Applying the Fe(III) binding property of a chemical transferrin mimetic to Ti(IV) anticancer drug design.

As an endogenous serum protein binder of Ti(IV), transferrin (Tf) serves as an excellent vehicle to stabilize the hydrolysis prone metal ion and successfully transport it into cells. This transporting role is thought to be central to Ti(IV)'s anticancer function, but efforts to synthesize Ti(IV) compounds targeting transferrin have not produced a drug. Nonetheless, the Ti(IV) transferrin complex (Ti2Tf) greatly informs on a new Ti(IV)-based anticancer drug design strategy. Ti2Tf interferes with cellular uptake of Fe(III), which is particularly detrimental to cancer cells because of their higher requirement for iron. Ti(IV) compounds of chemical transferrin mimetic (cTfm) ligands were designed to facilitate Ti(IV) activity by attenuating Fe(III) intracellular levels. In having a higher affinity for Fe(III) than Ti(IV), these ligands feature the appropriate balance between stability and lability to effectively transport Ti(IV) into cancer cells, release Ti(IV) via displacement by Fe(III), and deplete the intracellular Fe(III) levels.

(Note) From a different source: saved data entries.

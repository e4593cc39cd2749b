//! Repository for the `users` table.

use petcare_core::types::DbId;
use sqlx::PgPool;

use crate::models::user::{CreateUser, User};

/// Column list shared across queries to avoid repetition.
const COLUMNS: &str = "id, name, email, photo_url, role, created_at, updated_at";

/// Provides CRUD operations for users.
pub struct UserRepo;

impl UserRepo {
    /// Insert a user unless the email is already registered.
    ///
    /// Returns the row and whether it was newly created.
    pub async fn create_if_absent(
        pool: &PgPool,
        email: &str,
        input: &CreateUser,
    ) -> Result<(User, bool), sqlx::Error> {
        let query = format!(
            "INSERT INTO users (name, email, photo_url) \
             VALUES ($1, $2, $3) \
             ON CONFLICT ON CONSTRAINT uq_users_email DO NOTHING \
             RETURNING {COLUMNS}"
        );
        let inserted = sqlx::query_as::<_, User>(&query)
            .bind(input.name.trim())
            .bind(email)
            .bind(&input.photo_url)
            .fetch_optional(pool)
            .await?;

        match inserted {
            Some(user) => Ok((user, true)),
            None => {
                let existing = Self::find_by_email(pool, email)
                    .await?
                    .ok_or(sqlx::Error::RowNotFound)?;
                Ok((existing, false))
            }
        }
    }

    /// Find a user by email (already normalized by the caller).
    pub async fn find_by_email(pool: &PgPool, email: &str) -> Result<Option<User>, sqlx::Error> {
        let query = format!("SELECT {COLUMNS} FROM users WHERE email = $1");
        sqlx::query_as::<_, User>(&query)
            .bind(email)
            .fetch_optional(pool)
            .await
    }

    /// List all users, oldest first.
    pub async fn list(pool: &PgPool) -> Result<Vec<User>, sqlx::Error> {
        let query = format!("SELECT {COLUMNS} FROM users ORDER BY id");
        sqlx::query_as::<_, User>(&query).fetch_all(pool).await
    }

    /// Change a user's role.
    ///
    /// Returns `None` if no row with the given `id` exists.
    pub async fn set_role(pool: &PgPool, id: DbId, role: &str) -> Result<Option<User>, sqlx::Error> {
        let query = format!("UPDATE users SET role = $2 WHERE id = $1 RETURNING {COLUMNS}");
        sqlx::query_as::<_, User>(&query)
            .bind(id)
            .bind(role)
            .fetch_optional(pool)
            .await
    }
}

The cTfm ligand N,N'-di(o-hydroxybenzyl)ethylenediamine-N,N'-diacetic acid (HBED) was selected to explore the feasibility of the design strategy. Kinetic studies on the Fe(III) displacement process revealed that Ti(IV) can be transported and released into cells by HBED on a physiologically relevant time scale. Cell viability studies using A549 cancerous and MRC5 normal human lung cells and testing the cytotoxicity of HBED and its Ti(IV), Fe(III), and Ga(III) compounds demonstrate the importance of Fe(III) depletion in the proposed drug design strategy and the specificity of the strategy for Ti(IV) activity. The readily derivatized cTfm ligands demonstrate great promise for improved Ti(IV) anticancer drugs.